Digital advances mean that real estate is starting to face the same challenges industries like social media face by collecting and using people’s personal data. Between high-profile security breaches that have left users’ data vulnerable and the use of personal data for targeted political influence, how businesses choose to use the data they collect has had a real impact on their reputations.

“There are lots of case studies of people using data in what most people would consider a relatively unethical way,” Hughes says, though he adds that, from a real estate point of view, he has not come across anyone necessarily trying to do the wrong thing. Real estate simply isn’t asking the questions it should.

That can come back to bite the industry because people – staff, customers, clients, society – expect businesses to responsible for what they do. Real estate can be good at considering ethics, Hughes says, pointing to the importance of ESG, but it needs to extend that to data. Businesses that neglect it risk facing fines for breaching data regulations and damage to their reputations. “We have work to do on our reputation as a sector in society in general,  and I think how we use data going forward is going to be incredibly important for that.”

One example he gives where this could become an unavoidable question is the future of office valuations. If the future of offices is about staff productivity, health and wellbeing, it makes sense that the data behind those metrics feeds into the valuation process. But if that is the case, the industry needs to ask itself how exactly that personal data is used, who has access to it and in what capacity and whether it should be shared at all.

Although he has a personal view on that, Hughes says: “With a RED Foundation hat on, I don’t think it’s our position to say ‘that’s right’ and ‘that’s wrong’, because I think it depends on different circumstances.” What is important, however, is that the industry is transparent and communicates what it chooses to do.

Six principles to help navigate ethical grey areas

If the owner of a block of flats decided to install CCTV in every tenant’s home, most people would find that an invasion of privacy. But if a retirement home did the same thing, while ensuring that the data collected is discreet and anonymised and residents were aware of it, would that be a problem? What if that leads to greater independence for those residents?

Those two scenarios, Hughes says, are very different with potentially different answers to what is ethical. That reveals a fundamental complication: the answer to what is right and what is wrong will differ between use cases, asset classes and occupiers.
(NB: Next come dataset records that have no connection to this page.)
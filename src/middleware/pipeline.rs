use std::any::Any;
use std::fmt;
use std::panic::{self, AssertUnwindSafe};
use std::sync::Arc;

use tracing::debug;

use super::{Middleware, Next};
use crate::error::MiddlewareError;
use crate::server::{IncomingRequest, ResponseAccumulator};

/// Ordered, immutable list of middleware shared by every request of a server.
#[derive(Clone, Default)]
pub struct MiddlewareChain {
    entries: Arc<[Arc<dyn Middleware>]>,
}

impl fmt::Debug for MiddlewareChain {
    fn fmt(&self, f: &mut fmt::Formatter<'_>) -> fmt::Result {
        f.debug_struct("MiddlewareChain")
            .field("len", &self.entries.len())
            .finish()
    }
}

impl From<Vec<Arc<dyn Middleware>>> for MiddlewareChain {
    fn from(entries: Vec<Arc<dyn Middleware>>) -> Self {
        Self {
            entries: entries.into(),
        }
    }
}

impl MiddlewareChain {
    #[must_use]
    pub fn len(&self) -> usize {
        self.entries.len()
    }

    #[must_use]
    pub fn is_empty(&self) -> bool {
        self.entries.is_empty()
    }

    /// Drive `ctx` through the chain, starting at its cursor.
    ///
    /// Returns [`Flow::Ended`] as soon as a middleware ends the response and
    /// [`Flow::Fallthrough`] when the cursor runs off the end of the chain. An error or
    /// panic aborts the chain; so does a middleware that neither proceeds nor ends,
    /// since nothing could ever resume that request.
    pub fn run(&self, ctx: &mut RequestContext) -> Result<Flow, MiddlewareError> {
        while let Some(middleware) = self.entries.get(ctx.cursor) {
            let index = ctx.cursor;
            let mut next = Next::default();
            let request = &ctx.request;
            let response = &mut ctx.response;

            let outcome = panic::catch_unwind(AssertUnwindSafe(|| {
                middleware.handle(request, response, &mut next)
            }));
            match outcome {
                Err(payload) => {
                    return Err(MiddlewareError::Panicked {
                        index,
                        message: panic_message(payload.as_ref()),
                    })
                }
                Ok(Err(source)) => return Err(MiddlewareError::Failed { index, source }),
                Ok(Ok(())) => {}
            }

            if ctx.response.is_ended() {
                if next.has_proceeded() {
                    debug!(index, "continuation called on an ended response; ignored");
                }
                return Ok(Flow::Ended { index });
            }
            if !next.has_proceeded() {
                return Err(MiddlewareError::Stalled { index });
            }
            ctx.cursor += 1;
        }
        Ok(Flow::Fallthrough)
    }
}

/// How a chain run finished.
#[derive(Debug, Clone, Copy, PartialEq, Eq)]
pub enum Flow {
    /// The middleware at `index` ended the response.
    Ended { index: usize },
    /// Every middleware proceeded (or the chain is empty).
    Fallthrough,
}

/// Per-request state threaded through the chain.
#[derive(Debug)]
pub struct RequestContext {
    pub request: IncomingRequest,
    pub response: ResponseAccumulator,
    cursor: usize,
}

impl RequestContext {
    #[must_use]
    pub fn new(request: IncomingRequest) -> Self {
        Self {
            request,
            response: ResponseAccumulator::new(),
            cursor: 0,
        }
    }

    /// Index of the next middleware to run.
    #[must_use]
    pub fn cursor(&self) -> usize {
        self.cursor
    }

    #[must_use]
    pub fn is_ended(&self) -> bool {
        self.response.is_ended()
    }
}

fn panic_message(payload: &(dyn Any + Send)) -> String {
    if let Some(s) = payload.downcast_ref::<&str>() {
        (*s).to_string()
    } else if let Some(s) = payload.downcast_ref::<String>() {
        s.clone()
    } else {
        "non-string panic payload".to_string()
    }
}
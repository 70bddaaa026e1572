//! Unit tests for CLI commands

use crate::cli::{build_config, Cli, Commands};
use clap::Parser;
use std::io::Write;

fn serve_args(argv: &[&str]) -> crate::cli::ServeArgs {
    let cli = Cli::try_parse_from(argv).unwrap();
    match cli.command {
        Commands::Serve(args) => args,
    }
}

#[test]
fn test_serve_defaults() {
    let args = serve_args(&["livepreview", "serve"]);
    assert_eq!(args.dir.to_string_lossy(), ".");
    assert!(!args.watch);
    assert!(!args.inject_base_url);
    assert!(args.retries.is_none());
}

#[test]
fn test_serve_with_flags() {
    let args = serve_args(&[
        "livepreview",
        "serve",
        "_site",
        "--port",
        "4000",
        "--retries",
        "3",
        "--watch",
        "--inject-base-url",
        "--no-live-reload",
        "--host",
        "preview.local",
    ]);
    assert_eq!(args.dir.to_string_lossy(), "_site");
    assert_eq!(args.port, 4000);

    let config = build_config(&args).unwrap();
    assert_eq!(config.port_reassignment_retry_count, 3);
    assert!(config.watch);
    assert!(config.inject_base_url_into_environment);
    assert!(!config.live_reload);
    assert_eq!(config.base_url(4000), "http://preview.local:4000/");
}

#[test]
fn test_flags_override_config_file() {
    let mut file = tempfile::NamedTempFile::new().unwrap();
    writeln!(
        file,
        "port_reassignment_retry_count = 20\nindex_file_names = [\"index.htm\"]"
    )
    .unwrap();
    let path = file.path().to_string_lossy().into_owned();

    let from_file = build_config(&serve_args(&["livepreview", "serve", "--config", &path])).unwrap();
    assert_eq!(from_file.port_reassignment_retry_count, 20);
    assert_eq!(from_file.index_file_names, vec!["index.htm".to_string()]);

    let overridden = build_config(&serve_args(&[
        "livepreview",
        "serve",
        "--config",
        &path,
        "--retries",
        "2",
    ]))
    .unwrap();
    assert_eq!(overridden.port_reassignment_retry_count, 2);
}

#[test]
fn test_missing_config_file_is_an_error() {
    let args = serve_args(&["livepreview", "serve", "--config", "/no/such/livepreview.toml"]);
    assert!(build_config(&args).is_err());
}

#[test]
fn test_unknown_subcommand_rejected() {
    assert!(Cli::try_parse_from(["livepreview", "generate"]).is_err());
}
To help businesses think about what is and what isn’t ethical, RED Foundation has a list of six principles to guide those discussions:

  • Accountable for the data collected and used: This includes taking responsibility for using the data in an appropriate and secure way
  • Transparent about what is collected and why: While this cannot be expected for every data point, at a minimum a general data policy should be published for each building and company explaining what is collected and why
  • Proportionate: Not only should data be collected within legal and technical requirements, but is also proportionate to the benefit and the expectations of wider society
  • Confidential and private: All activity with data should at all times consider confidentiality and protect privacy, both within necessary legal requirements but also according to the expectations of wider society
  • Lawful: All data should only be used within relevant local and international laws and regulations
  • Secure: Security principles should be built in ‘by design’ into all applications and appropriate steps should be taken to keep data secure

Hughes calls these principles a “very first small starting point” for the conversation around data ethics. He expects that, as the industry gathers greater amounts of data, making ethical decisions will become a core part of a human’s role in real estate.

“A huge amount of the future of a property professional, for example, will be that human judgement,” Hughes says. If the industry continues to innovate, it cannot shy away from grappling with what’s right and wrong in using data. The pressure to do so will only grow. Start asking the right questions now, the Data Ethics Steering Group urges, and you will be better equipped for the future.